**TASK TO CARRY OUT:** Given the entries that follow, write out exactly the lines starting at the one containing "storage errors are." and ending at the one containing "let result = match", both ends included, and only those.

------------------------------------------------------------------------

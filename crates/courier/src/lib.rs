// SPDX-FileCopyrightText: 2026 Courier Contributors
// SPDX-License-Identifier: MIT OR Apache-2.0

//! Courier delivers posts to a remote service through one of four
//! strategies, selected by configuration.
//!
//! [`Courier`] is the façade: one variant per engine, each implementing
//! [`DeliveryStrategy`], with the façade forwarding every call unchanged.

pub mod shutdown;

use std::sync::Arc;

use async_trait::async_trait;
use courier_config::CourierConfig;
use courier_core::{
    ContentItem, CourierError, DeliveryStatus, DeliveryStrategy, StrategyKind, SubmitRequest,
    Submission, Transport,
};
use courier_queue::JobQueue;
use courier_resilience::{RetryEngine, SingleShotDelivery};
use courier_storage::{Database, SqliteOffsetStore};
use courier_transfer::{ResumableUploader, TransferBridge, TransportSession};
use courier_transport::HttpTransport;
use tokio::sync::watch;
use tokio_util::sync::CancellationToken;
use tracing::info;

/// The delivery engine chosen for this process.
pub enum Courier {
    Single(SingleShotDelivery),
    Retry(RetryEngine),
    Resumable(ResumableUploader),
    Queued(Arc<JobQueue>),
}

impl Courier {
    /// Builds the engine named by `[delivery] strategy` over HTTP.
    pub async fn from_config(
        config: &CourierConfig,
        cancel: CancellationToken,
    ) -> Result<Self, CourierError> {
        let transport: Arc<dyn Transport> = Arc::new(HttpTransport::from_config(&config.client)?);
        Self::build(config, config.delivery.strategy, transport, cancel).await
    }

    /// Builds the engine for `kind` over `transport`.
    ///
    /// Engines that persist state open the configured database. The queued
    /// engine runs crash recovery before it is returned.
    pub async fn build(
        config: &CourierConfig,
        kind: StrategyKind,
        transport: Arc<dyn Transport>,
        cancel: CancellationToken,
    ) -> Result<Self, CourierError> {
        let courier = match kind {
            StrategyKind::Level1 => Courier::Single(SingleShotDelivery::new(transport)),
            StrategyKind::Level2 => {
                Courier::Retry(RetryEngine::new(transport, config.retry.clone()))
            }
            StrategyKind::Level3 => {
                let db = open_database(config).await?;
                let bridge = TransferBridge::start(
                    Arc::new(TransportSession::new(transport.clone())),
                    &config.storage.staging_dir,
                );
                Courier::Resumable(ResumableUploader::new(
                    transport,
                    bridge,
                    Arc::new(SqliteOffsetStore::new(db)),
                    config.resumable.clone(),
                ))
            }
            StrategyKind::Level4 => {
                let db = open_database(config).await?;
                let queue = JobQueue::new(db, transport, config.queue.clone(), cancel);
                queue.recover_outstanding_jobs().await?;
                Courier::Queued(queue)
            }
        };
        info!(strategy = %kind, "delivery engine ready");
        Ok(courier)
    }

    fn engine(&self) -> &dyn DeliveryStrategy {
        match self {
            Courier::Single(engine) => engine,
            Courier::Retry(engine) => engine,
            Courier::Resumable(engine) => engine,
            Courier::Queued(queue) => queue.as_ref(),
        }
    }

    /// The job queue, when this is the queued engine.
    pub fn queue(&self) -> Option<&Arc<JobQueue>> {
        match self {
            Courier::Queued(queue) => Some(queue),
            _ => None,
        }
    }
}

async fn open_database(config: &CourierConfig) -> Result<Database, CourierError> {
    Database::open_with(&config.storage.database_path, config.storage.wal_mode).await
}

#[async_trait]
impl DeliveryStrategy for Courier {
    fn kind(&self) -> StrategyKind {
        self.engine().kind()
    }

    async fn fetch(&self) -> Result<Vec<ContentItem>, CourierError> {
        self.engine().fetch().await
    }

    async fn submit(&self, request: SubmitRequest) -> Result<Submission, CourierError> {
        self.engine().submit(request).await
    }

    fn status(&self) -> DeliveryStatus {
        self.engine().status()
    }

    fn subscribe(&self) -> watch::Receiver<DeliveryStatus> {
        self.engine().subscribe()
    }
}
// SPDX-FileCopyrightText: 2026 Courier Contributors
// SPDX-License-Identifier: MIT OR Apache-2.0

//! Foreground delivery strategies for Courier.
//!
//! - [`SingleShotDelivery`]: one attempt, failures logged and swallowed.
//! - [`RetryEngine`]: exponential backoff, capped retries behind a
//!   [`CircuitBreaker`], manual retry, and idempotency-keyed retry, all over
//!   the same [`send_attempt`] primitive.

pub mod attempt;
pub mod backoff;
pub mod circuit;
pub mod engine;
pub mod single;

pub use attempt::{AttemptOutcome, IDEMPOTENCY_HEADER, RETRY_PATH, send_attempt};
pub use circuit::CircuitBreaker;
pub use engine::RetryEngine;
pub use single::{SINGLE_PATH, SingleShotDelivery};
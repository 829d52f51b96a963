// SPDX-FileCopyrightText: 2026 Courier Contributors
// SPDX-License-Identifier: MIT OR Apache-2.0

//! Offset store trait for resumable transfers.

use async_trait::async_trait;

use crate::error::CourierError;

/// Durable map from transfer-session identifier to last confirmed byte offset.
///
/// Implementations must survive process restarts. Losing the most recent
/// update is acceptable; corrupting the other entries is not.
#[async_trait]
pub trait OffsetStore: Send + Sync + 'static {
    /// Returns the persisted offset for `session_id`, if any.
    async fn load(&self, session_id: &str) -> Result<Option<u64>, CourierError>;

    /// Persists `offset` for `session_id`, replacing any previous value.
    async fn save(&self, session_id: &str, offset: u64) -> Result<(), CourierError>;

    /// Forgets `session_id`. Clearing an unknown session is not an error.
    async fn clear(&self, session_id: &str) -> Result<(), CourierError>;
}
// SPDX-FileCopyrightText: 2026 Courier Contributors
// SPDX-License-Identifier: MIT OR Apache-2.0

//! Durable job queue with a single background drain loop.
//!
//! Jobs move `pending -> uploading -> (deleted | failed)`; `failed` jobs stay
//! eligible and are picked up again, oldest first, on the next iteration.

use std::sync::atomic::{AtomicBool, Ordering};
use std::sync::{Arc, Weak};

use async_trait::async_trait;
use courier_config::QueueConfig;
use courier_core::types::CreatedItem;
use courier_core::{
    ContentItem, CourierError, DeliveryJob, DeliveryPhase, DeliveryStatus, DeliveryStrategy,
    JobState, StatusReporter, StrategyKind, SubmitRequest, Submission, Transport, fetch_timeline,
};
use courier_storage::Database;
use courier_storage::queries::jobs;
use tokio::sync::watch;
use tokio::task::JoinHandle;
use tokio::time::sleep;
use tokio_util::sync::CancellationToken;
use tracing::{debug, error, info, warn};

/// Create-post endpoint of the queued strategy.
pub const QUEUE_PATH: &str = "/level4/tweets";

/// What one drain iteration did.
#[derive(Debug, Clone, PartialEq, Eq)]
pub enum JobOutcome {
    Delivered { job_id: String, item: ContentItem },
    Failed { job_id: String, error: String },
}

fn timestamp() -> String {
    chrono::Utc::now()
        .format("%Y-%m-%dT%H:%M:%S%.3fZ")
        .to_string()
}

/// Persisted FIFO of delivery jobs.
///
/// Built with [`JobQueue::new`], which returns the shared handle the drain
/// task runs on.
pub struct JobQueue {
    this: Weak<JobQueue>,
    db: Database,
    transport: Arc<dyn Transport>,
    config: QueueConfig,
    draining: AtomicBool,
    cancel: CancellationToken,
    status: StatusReporter,
}

impl JobQueue {
    pub fn new(
        db: Database,
        transport: Arc<dyn Transport>,
        config: QueueConfig,
        cancel: CancellationToken,
    ) -> Arc<Self> {
        Arc::new_cyclic(|this| Self {
            this: this.clone(),
            db,
            transport,
            config,
            draining: AtomicBool::new(false),
            cancel,
            status: StatusReporter::new(),
        })
    }

    pub fn config(&self) -> &QueueConfig {
        &self.config
    }

    pub fn cancel_token(&self) -> &CancellationToken {
        &self.cancel
    }

    pub fn is_draining(&self) -> bool {
        self.draining.load(Ordering::Acquire)
    }

    /// Crash recovery: every job left `uploading` by a previous process goes
    /// back to `pending`. Run once at startup before any other queue call.
    pub async fn recover_outstanding_jobs(&self) -> Result<usize, CourierError> {
        let recovered = jobs::reset_uploading(&self.db).await?;
        if recovered > 0 {
            warn!(count = recovered, "recovered jobs interrupted mid-delivery");
        } else {
            debug!("no interrupted jobs to recover");
        }
        self.refresh_outstanding().await?;
        Ok(recovered)
    }

    /// Persists a `pending` job for `text` and starts a drain if none is
    /// running (and auto-drain is on).
    pub async fn enqueue(&self, text: &str) -> Result<Submission, CourierError> {
        if text.trim().is_empty() {
            return Err(CourierError::Validation("post text must not be empty".into()));
        }

        let now = timestamp();
        let job = DeliveryJob {
            id: uuid::Uuid::new_v4().to_string(),
            text: text.to_string(),
            state: JobState::Pending,
            attempts: 0,
            last_error: None,
            created_at: now.clone(),
            updated_at: now,
        };
        jobs::insert_job(&self.db, &job).await?;
        info!(job_id = %job.id, "job enqueued");
        self.refresh_outstanding().await?;

        if self.config.auto_drain {
            self.spawn_drain();
        }
        Ok(Submission::Queued { job_id: job.id })
    }

    /// Spawns [`drain`](Self::drain) unless one is already running.
    pub fn spawn_drain(&self) -> Option<JoinHandle<()>> {
        if self.is_draining() {
            return None;
        }
        let queue = self.this.upgrade()?;
        Some(tokio::spawn(async move {
            if let Err(e) = queue.drain().await {
                error!(error = %e, "drain loop stopped on a storage error");
            }
        }))
    }

    /// Processes jobs one at a time until none is eligible or the queue is
    /// cancelled. Returns the number delivered. A call made while another
    /// drain is running returns `Ok(0)` at once.
    pub async fn drain(&self) -> Result<usize, CourierError> {
        let mut delivered = 0;
        loop {
            if self
                .draining
                .compare_exchange(false, true, Ordering::AcqRel, Ordering::Acquire)
                .is_err()
            {
                debug!("drain already running");
                return Ok(delivered);
            }

            self.status.phase(DeliveryPhase::Draining, "draining");
            let pass = self.drain_pass().await;
            self.draining.store(false, Ordering::Release);
            delivered += pass?;

            // A job enqueued while the guard was held saw a busy drain and
            // did not start one.
            if self.cancel.is_cancelled() || self.eligible_count().await? == 0 {
                break;
            }
        }

        let outstanding = self.refresh_outstanding().await?;
        self.status.phase(
            DeliveryPhase::Idle,
            format!("{outstanding} outstanding"),
        );
        Ok(delivered)
    }

    async fn drain_pass(&self) -> Result<usize, CourierError> {
        let mut delivered = 0;
        loop {
            if self.cancel.is_cancelled() {
                info!("drain cancelled; remaining jobs stay outstanding");
                break;
            }
            match self.process_next().await? {
                None => break,
                Some(JobOutcome::Delivered { .. }) => delivered += 1,
                Some(JobOutcome::Failed { .. }) => {
                    let pause = self.config.failure_pause();
                    debug!(delay_ms = pause.as_millis() as u64, "pausing after failed job");
                    tokio::select! {
                        _ = self.cancel.cancelled() => {}
                        _ = sleep(pause) => {}
                    }
                }
            }
        }
        Ok(delivered)
    }

    /// Claims the oldest eligible job and attempts delivery once.
    ///
    /// Delivery failures are recorded on the job, never returned; only
    /// storage errors are.
    pub async fn process_next(&self) -> Result<Option<JobOutcome>, CourierError> {
        let Some(job) = jobs::claim_next(&self.db).await? else {
            return Ok(None);
        };
        self.status.phase(
            DeliveryPhase::Sending,
            format!("job {} attempt {}", job.id, job.attempts),
        );

        let body = serde_json::json!({ "text": job.text });
        let result = match self.transport.post_json(QUEUE_PATH, &body).await {
            Ok(value) => serde_json::from_value::<CreatedItem>(value).map_err(CourierError::from),
            Err(e) => Err(e),
        };

        let outcome = match result {
            Ok(created) => {
                jobs::delete_job(&self.db, &job.id).await?;
                info!(job_id = %job.id, attempts = job.attempts, id = %created.tweet.id, "job delivered");
                JobOutcome::Delivered {
                    job_id: job.id,
                    item: created.tweet,
                }
            }
            Err(e) => {
                let message = e.to_string();
                jobs::mark_failed(&self.db, &job.id, &message).await?;
                warn!(job_id = %job.id, attempts = job.attempts, error = %message, "job delivery failed");
                JobOutcome::Failed {
                    job_id: job.id,
                    error: message,
                }
            }
        };
        self.refresh_outstanding().await?;
        Ok(Some(outcome))
    }

    /// Point-in-time count of jobs not yet delivered.
    pub async fn outstanding_count(&self) -> Result<usize, CourierError> {
        jobs::count_outstanding(&self.db).await
    }

    /// Undelivered jobs, oldest first.
    pub async fn outstanding_jobs(&self) -> Result<Vec<DeliveryJob>, CourierError> {
        jobs::list_outstanding(&self.db, None).await
    }

    async fn eligible_count(&self) -> Result<usize, CourierError> {
        Ok(self
            .outstanding_jobs()
            .await?
            .iter()
            .filter(|job| job.state != JobState::Uploading)
            .count())
    }

    async fn refresh_outstanding(&self) -> Result<usize, CourierError> {
        let count = self.outstanding_count().await?;
        self.status.outstanding(count);
        Ok(count)
    }
}

#[async_trait]
impl DeliveryStrategy for JobQueue {
    fn kind(&self) -> StrategyKind {
        StrategyKind::Level4
    }

    async fn fetch(&self) -> Result<Vec<ContentItem>, CourierError> {
        fetch_timeline(self.transport.as_ref()).await
    }

    async fn submit(&self, request: SubmitRequest) -> Result<Submission, CourierError> {
        self.enqueue(&request.text).await
    }

    fn status(&self) -> DeliveryStatus {
        self.status.snapshot()
    }

    fn subscribe(&self) -> watch::Receiver<DeliveryStatus> {
        self.status.subscribe()
    }
}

------------------------------------------------------------------------

**OUTPUT BELOW:**
    /// storage errors are.
    pub async fn process_next(&self) -> Result<Option<JobOutcome>, CourierError> {
        let Some(job) = jobs::claim_next(&self.db).await? else {
            return Ok(None);
        };
        self.status.phase(
            DeliveryPhase::Sending,
            format!("job {} attempt {}", job.id, job.attempts),
        );

        let body = serde_json::json!({ "text": job.text });
        let result = match self.transport.post_json(QUEUE_PATH, &body).await {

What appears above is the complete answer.